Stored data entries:
━━━━━━

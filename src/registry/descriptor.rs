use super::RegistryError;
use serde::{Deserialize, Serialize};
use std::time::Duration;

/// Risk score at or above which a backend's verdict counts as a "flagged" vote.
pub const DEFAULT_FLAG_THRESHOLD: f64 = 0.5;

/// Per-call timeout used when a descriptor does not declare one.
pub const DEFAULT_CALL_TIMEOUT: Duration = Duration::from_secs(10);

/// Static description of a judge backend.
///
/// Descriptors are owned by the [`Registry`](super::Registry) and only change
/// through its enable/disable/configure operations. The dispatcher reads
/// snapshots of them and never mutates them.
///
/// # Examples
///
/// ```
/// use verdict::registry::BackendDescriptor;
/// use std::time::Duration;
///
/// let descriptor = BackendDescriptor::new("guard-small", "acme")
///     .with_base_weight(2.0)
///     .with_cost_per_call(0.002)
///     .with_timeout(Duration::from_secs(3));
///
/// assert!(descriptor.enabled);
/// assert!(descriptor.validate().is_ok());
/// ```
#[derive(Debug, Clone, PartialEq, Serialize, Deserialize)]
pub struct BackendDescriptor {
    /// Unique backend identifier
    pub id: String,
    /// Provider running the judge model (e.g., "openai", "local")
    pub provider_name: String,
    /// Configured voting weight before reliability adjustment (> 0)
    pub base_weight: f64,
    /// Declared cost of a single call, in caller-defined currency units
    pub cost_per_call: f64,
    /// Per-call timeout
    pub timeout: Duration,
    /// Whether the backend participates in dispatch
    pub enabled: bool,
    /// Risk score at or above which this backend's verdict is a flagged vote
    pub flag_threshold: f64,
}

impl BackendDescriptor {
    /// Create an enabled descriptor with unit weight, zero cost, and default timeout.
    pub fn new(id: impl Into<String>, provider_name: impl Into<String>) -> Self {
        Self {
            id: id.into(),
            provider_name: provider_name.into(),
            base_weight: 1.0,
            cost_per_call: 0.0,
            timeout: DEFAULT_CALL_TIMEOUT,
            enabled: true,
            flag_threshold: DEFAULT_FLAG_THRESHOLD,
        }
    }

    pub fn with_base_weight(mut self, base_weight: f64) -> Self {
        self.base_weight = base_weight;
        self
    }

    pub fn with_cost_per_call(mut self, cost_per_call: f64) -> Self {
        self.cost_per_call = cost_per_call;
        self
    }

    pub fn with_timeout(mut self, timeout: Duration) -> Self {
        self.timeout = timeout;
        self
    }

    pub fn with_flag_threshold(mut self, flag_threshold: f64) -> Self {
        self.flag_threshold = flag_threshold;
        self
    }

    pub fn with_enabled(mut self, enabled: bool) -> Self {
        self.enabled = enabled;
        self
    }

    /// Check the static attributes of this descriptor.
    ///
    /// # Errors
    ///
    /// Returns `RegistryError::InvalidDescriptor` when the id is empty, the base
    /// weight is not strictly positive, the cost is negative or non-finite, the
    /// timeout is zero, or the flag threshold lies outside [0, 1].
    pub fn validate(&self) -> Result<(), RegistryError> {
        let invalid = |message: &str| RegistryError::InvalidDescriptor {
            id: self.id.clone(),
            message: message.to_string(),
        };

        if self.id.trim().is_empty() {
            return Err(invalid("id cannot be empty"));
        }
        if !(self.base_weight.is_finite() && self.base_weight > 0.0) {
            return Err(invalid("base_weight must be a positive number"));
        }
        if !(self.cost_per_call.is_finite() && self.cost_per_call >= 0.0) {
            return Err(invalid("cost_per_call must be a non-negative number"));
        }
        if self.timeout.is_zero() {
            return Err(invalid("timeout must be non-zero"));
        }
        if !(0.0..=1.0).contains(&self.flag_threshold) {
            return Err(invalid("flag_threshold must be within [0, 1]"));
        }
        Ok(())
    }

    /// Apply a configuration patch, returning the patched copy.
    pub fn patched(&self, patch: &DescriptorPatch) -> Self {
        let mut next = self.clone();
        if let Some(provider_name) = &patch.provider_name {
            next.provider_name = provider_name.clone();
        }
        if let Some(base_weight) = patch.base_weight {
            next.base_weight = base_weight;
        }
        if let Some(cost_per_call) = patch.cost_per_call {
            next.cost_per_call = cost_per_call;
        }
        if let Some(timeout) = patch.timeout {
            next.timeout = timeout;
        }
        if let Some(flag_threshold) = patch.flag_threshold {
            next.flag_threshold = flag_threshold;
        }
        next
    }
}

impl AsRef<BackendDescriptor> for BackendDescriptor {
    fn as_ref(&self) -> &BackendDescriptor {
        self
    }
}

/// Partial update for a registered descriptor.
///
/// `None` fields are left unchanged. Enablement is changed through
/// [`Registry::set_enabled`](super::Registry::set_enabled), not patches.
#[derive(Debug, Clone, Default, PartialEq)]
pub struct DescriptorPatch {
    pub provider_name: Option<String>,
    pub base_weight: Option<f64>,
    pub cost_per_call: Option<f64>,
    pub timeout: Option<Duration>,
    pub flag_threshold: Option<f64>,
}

━━━━━━

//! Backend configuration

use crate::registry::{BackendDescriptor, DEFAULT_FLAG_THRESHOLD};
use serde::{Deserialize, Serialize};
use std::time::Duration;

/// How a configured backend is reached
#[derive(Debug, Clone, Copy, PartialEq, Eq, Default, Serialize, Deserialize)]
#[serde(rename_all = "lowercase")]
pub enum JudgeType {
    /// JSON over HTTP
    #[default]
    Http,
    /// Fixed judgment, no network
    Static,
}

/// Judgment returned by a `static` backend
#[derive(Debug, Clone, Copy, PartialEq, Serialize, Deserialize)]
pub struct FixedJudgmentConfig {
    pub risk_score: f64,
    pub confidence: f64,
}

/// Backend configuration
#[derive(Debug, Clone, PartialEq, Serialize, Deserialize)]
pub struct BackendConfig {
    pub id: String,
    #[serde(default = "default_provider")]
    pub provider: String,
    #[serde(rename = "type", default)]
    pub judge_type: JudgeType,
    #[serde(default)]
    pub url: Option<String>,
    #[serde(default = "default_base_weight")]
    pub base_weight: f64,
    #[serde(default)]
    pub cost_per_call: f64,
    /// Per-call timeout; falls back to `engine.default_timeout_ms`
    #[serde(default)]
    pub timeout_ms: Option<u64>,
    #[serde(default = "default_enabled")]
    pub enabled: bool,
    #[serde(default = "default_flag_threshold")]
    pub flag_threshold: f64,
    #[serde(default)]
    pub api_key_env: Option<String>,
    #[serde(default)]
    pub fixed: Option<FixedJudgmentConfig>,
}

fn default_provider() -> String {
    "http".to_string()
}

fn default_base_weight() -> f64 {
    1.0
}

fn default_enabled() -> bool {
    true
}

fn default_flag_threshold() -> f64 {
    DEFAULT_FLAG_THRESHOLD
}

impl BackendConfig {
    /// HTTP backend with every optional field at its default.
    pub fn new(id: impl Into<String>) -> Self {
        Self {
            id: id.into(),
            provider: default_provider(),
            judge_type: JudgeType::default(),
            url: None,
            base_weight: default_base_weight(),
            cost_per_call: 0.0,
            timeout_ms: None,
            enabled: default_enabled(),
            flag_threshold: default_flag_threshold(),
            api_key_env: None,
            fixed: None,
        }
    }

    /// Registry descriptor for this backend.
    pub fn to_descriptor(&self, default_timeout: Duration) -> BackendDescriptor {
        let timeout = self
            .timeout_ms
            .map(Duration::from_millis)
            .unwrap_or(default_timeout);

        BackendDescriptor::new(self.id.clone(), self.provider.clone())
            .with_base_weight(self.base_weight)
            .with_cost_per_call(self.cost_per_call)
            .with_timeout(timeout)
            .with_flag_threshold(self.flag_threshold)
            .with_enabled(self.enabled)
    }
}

━━━━━━

## Directions:
Look through the entries above. Extract each line with the word "negative".

## The completed task:
    /// weight is not strictly positive, the cost is negative or non-finite, the
            return Err(invalid("cost_per_call must be a non-negative number"));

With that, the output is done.